Stored data entries:
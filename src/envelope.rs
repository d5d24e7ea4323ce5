// Copyright (c) Facebook, Inc. and its affiliates.
//
// This source code is licensed under both the MIT license found in the
// LICENSE-MIT file in the root directory of this source tree and the Apache
// License, Version 2.0 found in the LICENSE-APACHE file in the root directory
// of this source tree.

//! The MAC-authenticated envelope and the key material derived from the
//! randomized password.
//!
//! The envelope carries no ciphertext: the client's long-term key pair is
//! re-derived from the randomized password and the envelope nonce, and the
//! MAC binds that derivation to the server public key and both identities.

use hkdf::Hkdf;
use hmac::{Hmac, Mac};
use rand::{CryptoRng, RngCore};
use sha2::Sha512;
use subtle::ConstantTimeEq;
use zeroize::{Zeroize, ZeroizeOnDrop, Zeroizing};

use crate::errors::utils::check_slice_size;
use crate::errors::ProtocolError;
use crate::group::ELEMENT_LEN;
use crate::key_exchange::{HASH_LEN, MAC_LEN};
use crate::keypair::{KeyPair, PublicKey};
use crate::opaque::Identifiers;
use crate::serialization::UpdateExt;

const STR_MASKING_KEY: &[u8] = b"MaskingKey";
const STR_AUTH_KEY: &[u8] = b"AuthKey";
const STR_EXPORT_KEY: &[u8] = b"ExportKey";
const STR_PRIVATE_KEY: &[u8] = b"PrivateKey";

/// Length of the envelope nonce.
pub const NONCE_LEN: usize = 32;
/// Length of a serialized envelope.
pub const ENVELOPE_LEN: usize = NONCE_LEN + MAC_LEN;

const SEED_LEN: usize = 32;

/// An envelope as stored in the registration record and recovered during
/// login: a fresh nonce and a MAC over the cleartext credentials.
#[derive(Clone, Debug, Eq, PartialEq, Zeroize, ZeroizeOnDrop)]
pub struct Envelope {
    pub(crate) nonce: [u8; NONCE_LEN],
    pub(crate) auth_tag: [u8; MAC_LEN],
}

impl Envelope {
    pub fn serialize(&self) -> [u8; ENVELOPE_LEN] {
        let mut out = [0u8; ENVELOPE_LEN];
        out[..NONCE_LEN].copy_from_slice(&self.nonce);
        out[NONCE_LEN..].copy_from_slice(&self.auth_tag);
        out
    }

    pub fn deserialize(bytes: &[u8]) -> Result<Self, ProtocolError> {
        let checked = check_slice_size(bytes, ENVELOPE_LEN, "envelope")?;
        let mut nonce = [0u8; NONCE_LEN];
        let mut auth_tag = [0u8; MAC_LEN];
        nonce.copy_from_slice(&checked[..NONCE_LEN]);
        auth_tag.copy_from_slice(&checked[NONCE_LEN..]);
        Ok(Self { nonce, auth_tag })
    }
}

/// The output of sealing: the envelope itself, the derived client public
/// key, and the two keys the caller keeps (masking key for the record,
/// export key for the application).
pub(crate) struct SealResult {
    pub(crate) envelope: Envelope,
    pub(crate) client_public_key: PublicKey,
    pub(crate) masking_key: Zeroizing<[u8; HASH_LEN]>,
    pub(crate) export_key: Zeroizing<[u8; HASH_LEN]>,
}

/// The output of a successful open: the re-derived client key pair and the
/// export key.
#[derive(Debug)]
pub(crate) struct OpenResult {
    pub(crate) client_keypair: KeyPair,
    pub(crate) export_key: Zeroizing<[u8; HASH_LEN]>,
}

/// Seals an envelope under the randomized password with a fresh nonce.
pub(crate) fn seal<R: RngCore + CryptoRng>(
    rng: &mut R,
    randomized_pwd: &Hkdf<Sha512>,
    server_s_pk: &PublicKey,
    ids: Identifiers<'_>,
) -> Result<SealResult, ProtocolError> {
    let mut nonce = [0u8; NONCE_LEN];
    rng.try_fill_bytes(&mut nonce)
        .map_err(|_| ProtocolError::Randomness)?;
    seal_with_nonce(randomized_pwd, nonce, server_s_pk, ids)
}

/// Deterministic tail of [`seal`], split out so fixed-nonce vectors can
/// drive it.
pub(crate) fn seal_with_nonce(
    randomized_pwd: &Hkdf<Sha512>,
    nonce: [u8; NONCE_LEN],
    server_s_pk: &PublicKey,
    ids: Identifiers<'_>,
) -> Result<SealResult, ProtocolError> {
    let keys = EnvelopeKeys::derive(randomized_pwd, &nonce)?;
    let masking_key = derive_masking_key(randomized_pwd)?;

    let client_public_key = *keys.client_keypair.public();
    let client_pk_bytes = client_public_key.to_bytes();
    let server_pk_bytes = server_s_pk.to_bytes();
    let (id_u, id_s) = ids.resolve(&client_pk_bytes, &server_pk_bytes)?;

    let auth_tag = compute_auth_tag(&keys.auth_key, &nonce, &server_pk_bytes, id_s, id_u)?;

    Ok(SealResult {
        envelope: Envelope { nonce, auth_tag },
        client_public_key,
        masking_key,
        export_key: keys.export_key,
    })
}

/// Re-derives the client credentials from the randomized password and
/// checks the envelope MAC in constant time.
///
/// `server_s_pk` arrives as the raw unmasked bytes: they enter the MAC
/// before any validity check, so a wrong password surfaces here as
/// [`ProtocolError::EnvelopeRecovery`] and nowhere else.
pub(crate) fn open(
    randomized_pwd: &Hkdf<Sha512>,
    envelope: &Envelope,
    server_s_pk: &[u8; ELEMENT_LEN],
    ids: Identifiers<'_>,
) -> Result<OpenResult, ProtocolError> {
    let keys = EnvelopeKeys::derive(randomized_pwd, &envelope.nonce)?;

    let client_pk_bytes = keys.client_keypair.public().to_bytes();
    let (id_u, id_s) = ids.resolve(&client_pk_bytes, server_s_pk)?;

    let expected_tag =
        compute_auth_tag(&keys.auth_key, &envelope.nonce, server_s_pk, id_s, id_u)?;
    if expected_tag[..].ct_eq(&envelope.auth_tag).unwrap_u8() != 1 {
        return Err(ProtocolError::EnvelopeRecovery);
    }

    Ok(OpenResult {
        client_keypair: keys.client_keypair,
        export_key: keys.export_key,
    })
}

/// `masking_key = Expand(randomized_pwd, "MaskingKey", Nh)`; not bound to
/// the envelope nonce, since the server applies it before the envelope is
/// in play.
pub(crate) fn derive_masking_key(
    randomized_pwd: &Hkdf<Sha512>,
) -> Result<Zeroizing<[u8; HASH_LEN]>, ProtocolError> {
    let mut masking_key = Zeroizing::new([0u8; HASH_LEN]);
    randomized_pwd
        .expand(STR_MASKING_KEY, masking_key.as_mut())
        .map_err(|_| expand_error("masking_key", HASH_LEN))?;
    Ok(masking_key)
}

/// The per-envelope derivations: MAC key, export key, and the client's
/// long-term key pair grown from a 32-byte seed.
struct EnvelopeKeys {
    auth_key: Zeroizing<[u8; MAC_LEN]>,
    export_key: Zeroizing<[u8; HASH_LEN]>,
    client_keypair: KeyPair,
}

impl EnvelopeKeys {
    fn derive(
        randomized_pwd: &Hkdf<Sha512>,
        nonce: &[u8; NONCE_LEN],
    ) -> Result<Self, ProtocolError> {
        let mut auth_key = Zeroizing::new([0u8; MAC_LEN]);
        randomized_pwd
            .expand_multi_info(&[nonce, STR_AUTH_KEY], auth_key.as_mut())
            .map_err(|_| expand_error("auth_key", MAC_LEN))?;

        let mut export_key = Zeroizing::new([0u8; HASH_LEN]);
        randomized_pwd
            .expand_multi_info(&[nonce, STR_EXPORT_KEY], export_key.as_mut())
            .map_err(|_| expand_error("export_key", HASH_LEN))?;

        let mut seed = Zeroizing::new([0u8; SEED_LEN]);
        randomized_pwd
            .expand_multi_info(&[nonce, STR_PRIVATE_KEY], seed.as_mut())
            .map_err(|_| expand_error("private_key_seed", SEED_LEN))?;
        let client_keypair = KeyPair::derive_auth_keypair(seed.as_ref())?;

        Ok(Self {
            auth_key,
            export_key,
            client_keypair,
        })
    }
}

// An Expand call can only fail when the requested output exceeds the HKDF
// bound.
fn expand_error(name: &'static str, requested: usize) -> ProtocolError {
    ProtocolError::SizeError {
        name,
        len: 255 * HASH_LEN,
        actual_len: requested,
    }
}

/// `MAC(auth_key, nonce || server_pk || len(idS) || idS || len(idU) || idU)`
fn compute_auth_tag(
    auth_key: &[u8; MAC_LEN],
    nonce: &[u8; NONCE_LEN],
    server_s_pk: &[u8; ELEMENT_LEN],
    id_s: &[u8],
    id_u: &[u8],
) -> Result<[u8; MAC_LEN], ProtocolError> {
    let mut mac = Hmac::<Sha512>::new_from_slice(auth_key).map_err(|_| ProtocolError::SizeError {
        name: "auth_key",
        len: MAC_LEN,
        actual_len: auth_key.len(),
    })?;
    mac.update(nonce);
    mac.update(server_s_pk);
    mac.update_prefixed(id_s);
    mac.update_prefixed(id_u);

    let mut tag = [0u8; MAC_LEN];
    tag.copy_from_slice(mac.finalize().into_bytes().as_slice());
    Ok(tag)
}

#[cfg(test)]
mod tests {
    use rand::rngs::OsRng;

    use super::*;
    use crate::ciphersuite::CfrgTestSuite;
    use crate::oprf;

    fn randomized_pwd(password: &[u8]) -> Hkdf<Sha512> {
        let mut rng = OsRng;
        let n = crate::group::element_to_bytes(&crate::group::scalarmult_base(
            &crate::group::random_scalar(&mut rng).unwrap(),
        ));
        oprf::finalize::<CfrgTestSuite>(password, &n).unwrap()
    }

    fn server_pk() -> PublicKey {
        *KeyPair::generate_random(&mut OsRng).unwrap().public()
    }

    #[test]
    fn seal_then_open_recovers_the_same_keypair() {
        let rwd = randomized_pwd(b"hunter2");
        let pk = server_pk();

        let sealed = seal(&mut OsRng, &rwd, &pk, Identifiers::default()).unwrap();
        let opened = open(
            &rwd,
            &sealed.envelope,
            &pk.to_bytes(),
            Identifiers::default(),
        )
        .unwrap();

        assert_eq!(*opened.client_keypair.public(), sealed.client_public_key);
        assert_eq!(*opened.export_key, *sealed.export_key);
    }

    #[test]
    fn open_rejects_a_flipped_tag_bit() {
        let rwd = randomized_pwd(b"hunter2");
        let pk = server_pk();

        let sealed = seal(&mut OsRng, &rwd, &pk, Identifiers::default()).unwrap();
        let mut tampered = sealed.envelope.clone();
        tampered.auth_tag[0] ^= 0x01;

        assert_eq!(
            open(&rwd, &tampered, &pk.to_bytes(), Identifiers::default()).unwrap_err(),
            ProtocolError::EnvelopeRecovery
        );
    }

    #[test]
    fn open_is_bound_to_the_identities() {
        let rwd = randomized_pwd(b"hunter2");
        let pk = server_pk();
        let ids = Identifiers {
            client: Some(b"alice"),
            server: Some(b"example.com"),
        };

        let sealed = seal(&mut OsRng, &rwd, &pk, ids).unwrap();
        assert!(open(&rwd, &sealed.envelope, &pk.to_bytes(), ids).is_ok());
        assert_eq!(
            open(
                &rwd,
                &sealed.envelope,
                &pk.to_bytes(),
                Identifiers {
                    client: Some(b"mallory"),
                    server: Some(b"example.com"),
                },
            )
            .unwrap_err(),
            ProtocolError::EnvelopeRecovery
        );
    }

    #[test]
    fn envelope_serialization_round_trips() {
        let rwd = randomized_pwd(b"hunter2");
        let sealed = seal(&mut OsRng, &rwd, &server_pk(), Identifiers::default()).unwrap();
        let restored = Envelope::deserialize(&sealed.envelope.serialize()).unwrap();
        assert_eq!(restored, sealed.envelope);
        assert!(Envelope::deserialize(&[0u8; ENVELOPE_LEN - 1]).is_err());
    }
}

*Problem description*: Could you find every line in the records above that contains the word "CryptoRng" and copy it?

*Answer to this task*:
use rand::{CryptoRng, RngCore};
pub(crate) fn seal<R: RngCore + CryptoRng>(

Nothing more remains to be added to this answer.